When it comes to securing a loan for your business, banks want to have a solid knowledge of your company’s past, present, and future; or in short, your business plan. You need to have a compelling and clear business plan that demonstrates that you qualify for a loan.

A bank’s primary concern is getting their money back with a reasonable return. To increase their odds, there are a couple of things they will look at in your business plan, because it should include everything from why you need the money to other loans you already have.

Here are some of the most common things that banks look for in business plans:

Cash Flow

A strong and well-documented cash flow is the most convincing thing that guarantees you will be able to repay a loan. Banks will be interested in your income sheets, as well as your income statements and tax returns for the past two or three years.

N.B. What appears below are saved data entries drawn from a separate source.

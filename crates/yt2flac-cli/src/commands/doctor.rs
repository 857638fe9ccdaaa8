use anyhow::Result;
use tokio::process::Command;
use which::which;

pub async fn run() -> Result<()> {
    println!("yt2flac dependency check\n");

    let mut all_ok = true;

    // Check yt-dlp
    print!("yt-dlp: ");
    match which("yt-dlp") {
        Ok(path) => {
            let version = Command::new(&path).arg("--version").output().await;
            match version {
                Ok(out) => {
                    let v = String::from_utf8_lossy(&out.stdout);
                    println!("OK ({})", v.trim());
                }
                Err(_) => {
                    println!("FOUND but failed to get version");
                    all_ok = false;
                }
            }
        }
        Err(_) => {
            println!("NOT FOUND");
            println!("        Install with: pip install yt-dlp");
            all_ok = false;
        }
    }

    // Check ffmpeg
    print!("ffmpeg: ");
    match which("ffmpeg") {
        Ok(path) => {
            let version = Command::new(&path).args(["-version"]).output().await;
            match version {
                Ok(out) => {
                    let first_line = String::from_utf8_lossy(&out.stdout)
                        .lines()
                        .next()
                        .unwrap_or("")
                        .to_string();
                    let version_part = first_line.split_whitespace().nth(2).unwrap_or("unknown");
                    println!("OK ({})", version_part);
                }
                Err(_) => {
                    println!("FOUND but failed to get version");
                    all_ok = false;
                }
            }
        }
        Err(_) => {
            println!("NOT FOUND");
            println!("        Install it with your system package manager");
            all_ok = false;
        }
    }

    println!();
    if all_ok {
        println!("All dependencies OK!");
    } else {
        println!("Some dependencies are missing. See above for installation instructions.");
    }

    Ok(())
}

Understanding of Your Market

Banks want to make sure you have a solid understanding of your market. For example, if you were to write a bar business plan, you should include information about the bar business in general, the key trends in the industry, and research on your customers and on your competition. You’d also want to answer questions about your competition as: Are they doing anything that you aren’t? Or is there a competitive void in the marketplace? (For example, maybe no local bars have a Monday Night Football special, and you could be the first to add one.) Providing this information in your plan shows lenders that you understand the market and thus can succeed in it.

Collateral

Even some of the strongest businesses can be faced with unforeseeable circumstances that can restrain them from being able to repay a loan. So, if you’ve just started a business, it is highly unlikely for banks to give you a loan without collateral. These may consist of home equity, business assets, vehicles, equipment, and accounts that banks can seize in case you fail to repay a loan. Most banks look carefully at the assets you have to reduce their own risks.

Financial Details

The most crucial part of a business plan is sharing all your financial details for a bank loan. Banks will look especially close at this section to review all your financial details and evaluate your company’s capital. This includes all loans and debts incurred, credit card accounts as well as how much capital is invested in your business. A good history of these shows that you are committed to the success of your business and make you a good prospective borrower.

Management

Most banks will review the personal financial situation of those in managerial positions as well. If you or a co-signer’s personal financial position are significantly stronger than the business, banks will go ahead and proceed with the loan, provided that you personally guarantee the loan. If you have successfully run other businesses before, this will increase your chances of securing a loan for another business.

Insurance Information

Banks will often ask new business owners that depend on the financials of the key founders to have death insurance or key person insurance. This can ensure the banks that even though a key founding member dies, the insurance can help to pay off the loan.

Writing a business plan requires a lot of work, especially if it’s needed to secure a bank loan. It is very important that you do your homework, get everything in order and stay prepared for anything that hinders your capability to get a loan. Good knowledge of all the ins and outs of your business will help you write an effective business plan.